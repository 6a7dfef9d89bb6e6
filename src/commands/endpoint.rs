//! One subcommand per website endpoint.

use log::warn;
use serde_json::Value;

use crate::{
    http::Transport,
    website::{ApiResponse, WebsiteClient},
};

#[derive(clap::Subcommand, Debug, Clone, PartialEq)]
pub enum Endpoint {
    /// Print the API version
    Version,

    /// Get an element by its numeric id
    GetElemento {
        #[arg(allow_negative_numbers = true)]
        id: i64,
    },

    /// Get a company
    GetEmpresa { empresa_id: String },

    /// List the active scenes of a property (modo 0) or project (modo 1)
    ListEscenas {
        empresa_id: String,
        #[arg(allow_negative_numbers = true)]
        modo: i32,
        object_id: String,
    },

    /// List the pins of a scene
    ListEscenaPins { escena_id: String },

    /// Print the URL to embed an image; no request is made
    EmbedUrl { image_id: String },

    /// List the images of a property (modo 0) or project (modo 1)
    ListImagenes {
        #[arg(allow_negative_numbers = true)]
        modo: i32,
        object_id: String,
    },

    /// Get the cover image of a property
    GetImagenPortada { inmueble_id: String },

    /// Get a property
    GetInmueble { inmueble_id: String },

    /// List properties by type, operation and city
    ListInmueblesBy {
        empresa_id: String,
        #[arg(allow_negative_numbers = true)]
        tipo_inmueble: i32,
        #[arg(allow_negative_numbers = true)]
        tipo_operacion: i32,
        #[arg(allow_negative_numbers = true)]
        ciudad: i32,
    },

    /// List the property types of a company
    ListTiposInmueble { empresa_id: String },

    /// List the operation types of a company
    ListTiposOperacion { empresa_id: String },

    /// List the cities of a company
    ListCiudades { empresa_id: String },

    /// List the featured properties of a company
    ListInmueblesPortada { empresa_id: String },

    /// List the most recent properties of a company
    ListInmueblesRecientes { empresa_id: String },

    /// Get the features of a property
    GetInmuebleCaracteristicas { inmueble_id: String },

    /// List the properties (attributes) of a property
    ListPropiedadesInmueble {
        inmueble_id: String,
        #[arg(allow_negative_numbers = true)]
        tipo_propiedad: i32,
    },

    /// Get a project
    GetProyecto { proyecto_id: String },

    /// List the active projects of a company
    ListProyectos { empresa_id: String },

    /// Resolve a project id from its subdomain
    GetProyectoIdBySubdomain { subdomain: String },

    /// Get a project model
    GetProyectoModelo { modelo_id: String },

    /// List the active models of a project
    ListProyectoModelos { proyecto_id: String },

    /// Get a company setting
    GetSetting { empresa_id: String, clave: String },
}

/// Text to print and whether the call failed.
#[derive(Debug, Clone, PartialEq)]
pub struct Output {
    pub text: String,
    pub failed: bool,
}

impl From<ApiResponse> for Output {
    fn from(response: ApiResponse) -> Self {
        Self {
            failed: response.is_error(),
            text: response.into_string(),
        }
    }
}

#[tracing::instrument(skip(client))]
pub async fn execute<T: Transport>(client: &WebsiteClient<T>, endpoint: &Endpoint) -> Output {
    let response = match endpoint {
        Endpoint::Version => return version_output(client.get_version().await),
        Endpoint::EmbedUrl { image_id } => {
            return Output {
                text: client.get_embeded_image_url(image_id),
                failed: false,
            };
        }
        Endpoint::GetElemento { id } => client.get_elemento(*id).await,
        Endpoint::GetEmpresa { empresa_id } => client.get_empresa(empresa_id).await,
        Endpoint::ListEscenas {
            empresa_id,
            modo,
            object_id,
        } => client.list_escenas(empresa_id, *modo, object_id).await,
        Endpoint::ListEscenaPins { escena_id } => client.list_escena_pins(escena_id).await,
        Endpoint::ListImagenes { modo, object_id } => client.list_imagenes(*modo, object_id).await,
        Endpoint::GetImagenPortada { inmueble_id } => client.get_imagen_portada(inmueble_id).await,
        Endpoint::GetInmueble { inmueble_id } => client.get_inmueble(inmueble_id).await,
        Endpoint::ListInmueblesBy {
            empresa_id,
            tipo_inmueble,
            tipo_operacion,
            ciudad,
        } => {
            client
                .list_inmuebles_by(empresa_id, *tipo_inmueble, *tipo_operacion, *ciudad)
                .await
        }
        Endpoint::ListTiposInmueble { empresa_id } => client.list_tipos_inmueble(empresa_id).await,
        Endpoint::ListTiposOperacion { empresa_id } => {
            client.list_tipos_operacion(empresa_id).await
        }
        Endpoint::ListCiudades { empresa_id } => client.list_ciudades(empresa_id).await,
        Endpoint::ListInmueblesPortada { empresa_id } => {
            client.list_inmuebles_portada(empresa_id).await
        }
        Endpoint::ListInmueblesRecientes { empresa_id } => {
            client.list_inmuebles_recientes(empresa_id).await
        }
        Endpoint::GetInmuebleCaracteristicas { inmueble_id } => {
            client.get_inmueble_caracteristicas(inmueble_id).await
        }
        Endpoint::ListPropiedadesInmueble {
            inmueble_id,
            tipo_propiedad,
        } => {
            client
                .list_propiedades_inmueble(inmueble_id, *tipo_propiedad)
                .await
        }
        Endpoint::GetProyecto { proyecto_id } => client.get_proyecto(proyecto_id).await,
        Endpoint::ListProyectos { empresa_id } => client.list_proyectos(empresa_id).await,
        Endpoint::GetProyectoIdBySubdomain { subdomain } => {
            client.get_proyecto_id_by_subdomain(subdomain).await
        }
        Endpoint::GetProyectoModelo { modelo_id } => client.get_proyecto_modelo(modelo_id).await,
        Endpoint::ListProyectoModelos { proyecto_id } => {
            client.list_proyecto_modelos(proyecto_id).await
        }
        Endpoint::GetSetting { empresa_id, clave } => client.get_setting(empresa_id, clave).await,
    };

    Output::from(response)
}

/// Prints only the `Resultado` field when the body carries one.
fn version_output(response: ApiResponse) -> Output {
    if response.is_error() {
        return Output::from(response);
    }

    match extract_version(response.as_str()) {
        Some(version) => Output {
            text: version,
            failed: false,
        },
        None => {
            warn!("Version response carries no Resultado field");
            Output::from(response)
        }
    }
}

fn extract_version(body: &str) -> Option<String> {
    let value: Value = serde_json::from_str(body).ok()?;
    match value.get("Resultado").or_else(|| value.get("resultado"))? {
        Value::Null => None,
        Value::String(version) => Some(version.clone()),
        other => Some(other.to_string()),
    }
}

#[cfg(test)]
mod tests {
    use super::*;
    use crate::http::{MockTransport, Reply};
    use crate::website::ERROR_SENTINEL;
    use mockall::predicate::eq;

    const ROOT: &str = "http://api.test/";

    fn client_expecting(url: &'static str, reply: Reply) -> WebsiteClient<MockTransport> {
        let mut transport = MockTransport::new();
        transport
            .expect_get()
            .with(eq(url))
            .times(1)
            .returning(move |_| Ok(reply.clone()));
        WebsiteClient::with_transport("E1", "K", ROOT, transport)
    }

    #[test_log::test(tokio::test)]
    async fn test_execute_passes_body_through() {
        let client = client_expecting(
            "http://api.test/inmuebles/listweb/E1/1/2/3/K",
            Reply::ok(r#"{"items":[]}"#),
        );

        let endpoint = Endpoint::ListInmueblesBy {
            empresa_id: "E1".to_string(),
            tipo_inmueble: 1,
            tipo_operacion: 2,
            ciudad: 3,
        };
        let output = execute(&client, &endpoint).await;

        assert_eq!(
            output,
            Output {
                text: r#"{"items":[]}"#.to_string(),
                failed: false,
            }
        );
    }

    #[test_log::test(tokio::test)]
    async fn test_execute_failure_prints_sentinel() {
        let client = client_expecting("http://api.test/settings/get/E1/logo/K", Reply::with_status(500));

        let endpoint = Endpoint::GetSetting {
            empresa_id: "E1".to_string(),
            clave: "logo".to_string(),
        };
        let output = execute(&client, &endpoint).await;

        assert!(output.failed);
        assert_eq!(output.text, ERROR_SENTINEL);
    }

    #[tokio::test]
    async fn test_execute_embed_url_makes_no_request() {
        let mut transport = MockTransport::new();
        transport.expect_get().never();
        let client = WebsiteClient::with_transport("E1", "K", ROOT, transport);

        let endpoint = Endpoint::EmbedUrl {
            image_id: "IMG1".to_string(),
        };
        let output = execute(&client, &endpoint).await;

        assert_eq!(output.text, "http://api.test/images/embed/IMG1/K");
        assert!(!output.failed);
    }

    #[tokio::test]
    async fn test_execute_version_extracts_resultado() {
        let client = client_expecting(
            "http://api.test/sys/version/K",
            Reply::ok(r#"{"Operacion":{"codigo":0,"mensaje":"OK"},"Resultado":"2.4.1"}"#),
        );

        let output = execute(&client, &Endpoint::Version).await;

        assert_eq!(output.text, "2.4.1");
        assert!(!output.failed);
    }

    #[tokio::test]
    async fn test_execute_version_without_resultado_prints_body() {
        let client = client_expecting("http://api.test/sys/version/K", Reply::ok("{}"));

        let output = execute(&client, &Endpoint::Version).await;

        assert_eq!(output.text, "{}");
        assert!(!output.failed);
    }

    #[tokio::test]
    async fn test_execute_version_failure() {
        let client = client_expecting("http://api.test/sys/version/K", Reply::with_status(404));

        let output = execute(&client, &Endpoint::Version).await;

        assert!(output.failed);
        assert_eq!(output.text, ERROR_SENTINEL);
    }

    #[test]
    fn test_extract_version() {
        assert_eq!(
            extract_version(r#"{"Resultado":"1.0"}"#),
            Some("1.0".to_string())
        );
        assert_eq!(
            extract_version(r#"{"resultado":3}"#),
            Some("3".to_string())
        );
        assert_eq!(extract_version(r#"{"Resultado":null}"#), None);
        assert_eq!(extract_version("not json"), None);
    }
}
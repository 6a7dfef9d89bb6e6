use anyhow::Result;
use log::debug;

use crate::{
    http::HttpClient,
    website::{API_ROOT, WebsiteClient},
};

/// Settings resolved from flags and environment.
#[derive(Debug, Clone, PartialEq)]
pub struct Config {
    pub account_id: String,
    pub api_key: String,
    pub api_url: String,
}

impl Config {
    /// Missing credentials become empty strings; the client reports them when built.
    pub fn new(
        account_id: Option<String>,
        api_key: Option<String>,
        api_url: Option<String>,
    ) -> Self {
        Self {
            account_id: account_id.unwrap_or_default(),
            api_key: api_key.unwrap_or_default(),
            api_url: api_url.unwrap_or_else(|| API_ROOT.to_string()),
        }
    }

    pub fn build_client(&self) -> Result<WebsiteClient<HttpClient>> {
        debug!("Using API root {}", self.api_url);
        WebsiteClient::with_api_root(&self.account_id, &self.api_key, &self.api_url)
    }
}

= Work to complete =
Look through the entries for lines containing the word "GetSetting" and return each one.

= Response to the exercise =
    GetSetting { empresa_id: String, clave: String },
        Endpoint::GetSetting { empresa_id, clave } => client.get_setting(empresa_id, clave).await,
        let endpoint = Endpoint::GetSetting {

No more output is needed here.